The Reclassification Vote and the NOI
As I explained in my previous post, the FCC faces a dilemma. The DC Circuit said it did not have the authority under Title I of the Communications Act to enforce the broadband openness principles it espoused in 2005. This cast into doubt the FCC's ability to not only police violations of the principles but also to implement many portions of the National Broadband Plan. In the past, the Commission would have had unquestioned authority under Title II of the Act, but in a series of decisions from 2002-2007 it voluntarily "deregulated" broadband by classifying it as a Title I service. Chairman Genachowski has floated what he calls a "Third Way" approach in which broadband is not classified as a Title I service anymore, and is not subject to all provisions of Title II, but instead is classified under Title II but with extensive "forbearance" from portions of that title.

From a legal perspective, the main question is whether the FCC has the authority to reclassify the transmission component of broadband internet service as a Title II service. This gets into intricacies of how broadband service fits into statutory definitions of "information service" (aka Title I), "telecommunications", "telecommunications service" (aka Title II), and the like. I was going to lay these out in detail, but in the interest of getting to the juicy stuff I will simply direct you to Harold Feld's excellent post. For the "Third Way" approach to work, the FCC's interpretation of a "telecommunications service" will have to be articulated to include broadband internet access while not also swallowing a variety of internet services that everyone thinks should remain unregulated -- sites like Facebook, content delivery networks like Akamai, and digital media providers like Netflix. However, this narrow definition must not be so narrow that the FCC does not have jurisdiction to police the types of practices it is concerned about (for instance, providers should not be able to discriminate in their delivery of traffic simply by moving the discrimination from their transport layer of the network to the logical layer, or by partnering with an affiliated "ISP" that does discrimination for them). I am largely persuaded of Harold's arguments, but the AT&T lobbyists present the other side as well. One argument that I don't see anyone making (yet) is that presuming the transmission component is subject to Title II, the FCC would seem to have a much stronger argument for exercising ancillary jurisdiction with respect to interrelated components like non-facilities-based ISPs that rely on that transmission component.

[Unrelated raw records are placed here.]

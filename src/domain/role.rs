use std::hash::Hash;

use super::ValidationError;

#[derive(Debug, Clone, PartialEq, Eq, Hash)]
pub struct RoleName(String);

impl RoleName {
    pub fn parse(name: &str) -> Result<Self, ValidationError> {
        if name.is_empty() {
            return Err(ValidationError::new(
                "Role name cannot be empty".to_owned(),
            ));
        }
        Ok(Self(name.to_owned()))
    }
}

impl AsRef<String> for RoleName {
    fn as_ref(&self) -> &String {
        &self.0
    }
}

impl std::fmt::Display for RoleName {
    fn fmt(&self, f: &mut std::fmt::Formatter<'_>) -> std::fmt::Result {
        f.write_str(&self.0)
    }
}

/// Capability label granted to the holders of a role.
#[derive(Debug, Clone, PartialEq, Eq, Hash)]
pub struct Authority(String);

impl Authority {
    pub fn new(label: impl Into<String>) -> Self {
        Self(label.into())
    }
}

impl AsRef<String> for Authority {
    fn as_ref(&self) -> &String {
        &self.0
    }
}

/// A role is identified by its name alone: two roles with the same name are
/// the same role, whatever their authority says.
#[derive(Debug, Clone)]
pub struct Role {
    pub name: RoleName,
    pub authority: Authority,
}

impl Role {
    pub fn new(name: RoleName, authority: Authority) -> Self {
        Self { name, authority }
    }
}

impl PartialEq for Role {
    fn eq(&self, other: &Self) -> bool {
        self.name == other.name
    }
}

impl Eq for Role {}

impl Hash for Role {
    fn hash<H: std::hash::Hasher>(&self, state: &mut H) {
        self.name.hash(state);
    }
}
use secrecy::ExposeSecret;

use crate::{
    app_state::{PasswordHasherType, UserStoreType},
    domain::{
        AccountError, AuthenticationPrincipal, Email, NewUser, NewUserRecord,
        Password, RoleName, UpdateMode, User, UserId, UserPasswordHash,
        UserStoreError, UserUpdate,
    },
    log_account_error,
};

use super::RoleService;

pub const EMAIL_TAKEN: &str = "Email taken";

/// User management on top of a [`UserStore`](crate::domain::UserStore).
///
/// Every operation holds the store lock for its whole read-check-write
/// sequence, so a failing check never leaves a partial write behind. Errors
/// are logged through [`log_account_error`] before they reach the caller.
#[derive(Clone)]
pub struct UserService {
    user_store: UserStoreType,
    role_service: RoleService,
    password_hasher: PasswordHasherType,
    update_mode: UpdateMode,
}

fn map_store_error(e: UserStoreError) -> AccountError {
    match e {
        UserStoreError::UserAlreadyExists => {
            AccountError::NameConflict(EMAIL_TAKEN.to_owned())
        }
        err => AccountError::UnexpectedError(err.into()),
    }
}

impl UserService {
    pub fn new(
        user_store: UserStoreType,
        role_service: RoleService,
        password_hasher: PasswordHasherType,
        update_mode: UpdateMode,
    ) -> Self {
        Self {
            user_store,
            role_service,
            password_hasher,
            update_mode,
        }
    }

    pub fn update_mode(&self) -> UpdateMode {
        self.update_mode
    }

    /// Resolves a login identifier to the principal the authentication
    /// layer verifies credentials against.
    #[tracing::instrument(name = "Load principal", skip_all)]
    pub async fn load_principal(
        &self,
        email: &Email,
    ) -> Result<AuthenticationPrincipal, AccountError> {
        self.resolve_principal(email)
            .await
            .inspect_err(log_account_error)
    }

    #[tracing::instrument(name = "Get all users", skip_all)]
    pub async fn get_all_users(&self) -> Result<Vec<User>, AccountError> {
        tracing::info!("Fetching all users");
        self.user_store
            .read()
            .await
            .find_all()
            .await
            .map_err(map_store_error)
            .inspect_err(log_account_error)
    }

    #[tracing::instrument(name = "Get user by id", skip_all, fields(user_id = %id))]
    pub async fn get_user_by_id(&self, id: &UserId) -> Result<User, AccountError> {
        tracing::info!("Fetching user");
        self.user_store
            .read()
            .await
            .find_by_id(id)
            .await
            .map_err(map_store_error)
            .and_then(|user| {
                user.ok_or_else(|| AccountError::user_id_not_found(id))
            })
            .inspect_err(log_account_error)
    }

    /// Absence is an ordinary outcome here, unlike [`Self::get_user_by_id`].
    #[tracing::instrument(name = "Get user by email", skip_all)]
    pub async fn get_user_by_email(
        &self,
        email: &Email,
    ) -> Result<Option<User>, AccountError> {
        tracing::info!("Fetching user by email");
        self.user_store
            .read()
            .await
            .find_by_email(email)
            .await
            .map_err(map_store_error)
            .inspect_err(log_account_error)
    }

    #[tracing::instrument(name = "Delete user", skip_all, fields(user_id = %id))]
    pub async fn delete_user(&self, id: &UserId) -> Result<(), AccountError> {
        tracing::info!("Delete user from database");
        self.remove_user(id).await.inspect_err(log_account_error)
    }

    #[tracing::instrument(name = "Add new user", skip_all)]
    pub async fn add_new_user(
        &self,
        new_user: NewUser,
    ) -> Result<User, AccountError> {
        tracing::info!("Saving new user to database");
        self.insert_user(new_user)
            .await
            .inspect_err(log_account_error)
    }

    /// Overwrites the mutable fields of an existing user.
    ///
    /// In [`UpdateMode::Compatible`] the role set is emptied on every call and
    /// the password is rehashed whenever the incoming plaintext differs from
    /// the stored hash string.
    #[tracing::instrument(name = "Update user", skip_all, fields(user_id = %update.id))]
    pub async fn update_user(
        &self,
        update: UserUpdate,
    ) -> Result<User, AccountError> {
        tracing::info!("Update user in database");
        self.apply_update(update)
            .await
            .inspect_err(log_account_error)
    }

    /// Grants a role to a user. Granting a role the user already holds
    /// changes nothing.
    #[tracing::instrument(name = "Add role to user", skip_all, fields(role = %role_name))]
    pub async fn add_role_to_user(
        &self,
        email: &Email,
        role_name: &RoleName,
    ) -> Result<User, AccountError> {
        tracing::info!("Adding role {} to user", role_name);
        self.grant_role(email, role_name)
            .await
            .inspect_err(log_account_error)
    }

    async fn resolve_principal(
        &self,
        email: &Email,
    ) -> Result<AuthenticationPrincipal, AccountError> {
        let user = self
            .user_store
            .read()
            .await
            .find_by_email(email)
            .await
            .map_err(map_store_error)?;

        match user {
            Some(user) => {
                tracing::info!(user_id = %user.id, "User found in the database");
                Ok(AuthenticationPrincipal::from(&user))
            }
            None => {
                tracing::error!("User not found in the database");
                Err(AccountError::AuthenticationPrincipalNotFound)
            }
        }
    }

    async fn remove_user(&self, id: &UserId) -> Result<(), AccountError> {
        let mut user_store = self.user_store.write().await;

        let exists = user_store
            .exists_by_id(id)
            .await
            .map_err(map_store_error)?;
        if !exists {
            return Err(AccountError::user_id_not_found(id));
        }

        user_store.delete_by_id(id).await.map_err(|e| match e {
            UserStoreError::UserNotFound => AccountError::user_id_not_found(id),
            err => map_store_error(err),
        })
    }

    async fn insert_user(&self, new_user: NewUser) -> Result<User, AccountError> {
        let mut user_store = self.user_store.write().await;

        let existing = user_store
            .find_by_email(&new_user.email)
            .await
            .map_err(map_store_error)?;
        if existing.is_some() {
            return Err(AccountError::NameConflict(EMAIL_TAKEN.to_owned()));
        }

        let hash = self.encode(&new_user.password).await?;
        let record = NewUserRecord {
            email: new_user.email,
            hash,
            profile: new_user.profile,
            enabled: new_user.enabled,
        };

        let user = user_store.add_user(record).await.map_err(map_store_error)?;
        tracing::info!(user_id = %user.id, "New user saved");
        Ok(user)
    }

    async fn apply_update(&self, update: UserUpdate) -> Result<User, AccountError> {
        let mut user_store = self.user_store.write().await;

        let mut user = user_store
            .find_by_id(&update.id)
            .await
            .map_err(map_store_error)?
            .ok_or_else(|| AccountError::user_id_not_found(update.id))?;

        if user.email != update.email {
            user.email = update.email;
        }
        if user.profile.first_name != update.profile.first_name {
            user.profile.first_name = update.profile.first_name;
        }
        if user.profile.last_name != update.profile.last_name {
            user.profile.last_name = update.profile.last_name;
        }
        if user.profile.date_of_birth != update.profile.date_of_birth {
            user.profile.date_of_birth = update.profile.date_of_birth;
        }
        if self.password_changed(&user.hash, &update.password).await {
            user.hash = self.encode(&update.password).await?;
        }
        if user.enabled != update.enabled {
            user.enabled = update.enabled;
        }
        if self.update_mode == UpdateMode::Compatible {
            user.roles.clear();
        }

        user_store.update_user(&user).await.map_err(|e| match e {
            UserStoreError::UserNotFound => {
                AccountError::user_id_not_found(update.id)
            }
            err => map_store_error(err),
        })
    }

    async fn grant_role(
        &self,
        email: &Email,
        role_name: &RoleName,
    ) -> Result<User, AccountError> {
        let mut user_store = self.user_store.write().await;

        let mut user = user_store
            .find_by_email(email)
            .await
            .map_err(map_store_error)?
            .ok_or_else(|| {
                AccountError::NotFound(format!(
                    "User with email {} does not exist",
                    email.as_ref().expose_secret()
                ))
            })?;

        let role = self
            .role_service
            .find_by_name_role(role_name)
            .await?
            .ok_or_else(|| {
                AccountError::NotFound(format!(
                    "Role {} does not exist",
                    role_name
                ))
            })?;

        if !user.roles.insert(role) {
            return Ok(user);
        }

        user_store.update_user(&user).await.map_err(map_store_error)
    }

    async fn encode(
        &self,
        password: &Password,
    ) -> Result<UserPasswordHash, AccountError> {
        self.password_hasher
            .encode(password)
            .await
            .map_err(AccountError::UnexpectedError)
    }

    async fn password_changed(
        &self,
        stored: &UserPasswordHash,
        candidate: &Password,
    ) -> bool {
        match self.update_mode {
            UpdateMode::Compatible => {
                stored.as_ref().expose_secret()
                    != candidate.as_ref().expose_secret()
            }
            UpdateMode::Corrected => self
                .password_hasher
                .verify(stored, candidate)
                .await
                .is_err(),
        }
    }
}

The other legal debate involves an even more arcane discussion about whether -- assuming there is a "telecommunications service" offered as part of broadband service -- that "telecommunications service" is something that can be regulated separately from the other "information services" (Title I) that might be offered along with it. This includes things like an email address from your provider, DNS, Usenet, and the like. Providers have historically argued that these were inseparable from the internet access component, and the so-called "Stevens Report" of 1998 introduced the notion that the "inextricably intertwined" nature of broadband service might have the result of classifying all such services as entirely Title I "information services." To the extent that this ever made any sense, it is far from true today. What consumers believe they are purchasing is access to the internet, and all of those other services are clearly extricable from a definitional and practical standpoint (indeed, customers can and do opt for competitors for all of them on a regular basis).

But none of these legal arguments are at the fore of the current debate, which is almost entirely political. Witness, for example, John Boehner's claim that the "Third Way" approach was a "government takeover of the Internet," Fred Upton's (R-MI) claim that the approach is a "blind power grab," modest Democratic sign-on to an industry-penned and reasoning-free opposition letter, and an attempt by Republican appropriators to block funding for the FCC unless they swore off the approach. This prompted a strong response from Democratic leaders indicating that any such effort would not see the light of day. Ultimately, the FCC voted in favor of the NOI to explore the issue. Amidst this tumult, the WSJ reported that the FCC had started closed-door meetings with industry representatives in order to discuss a possible legislative compromise.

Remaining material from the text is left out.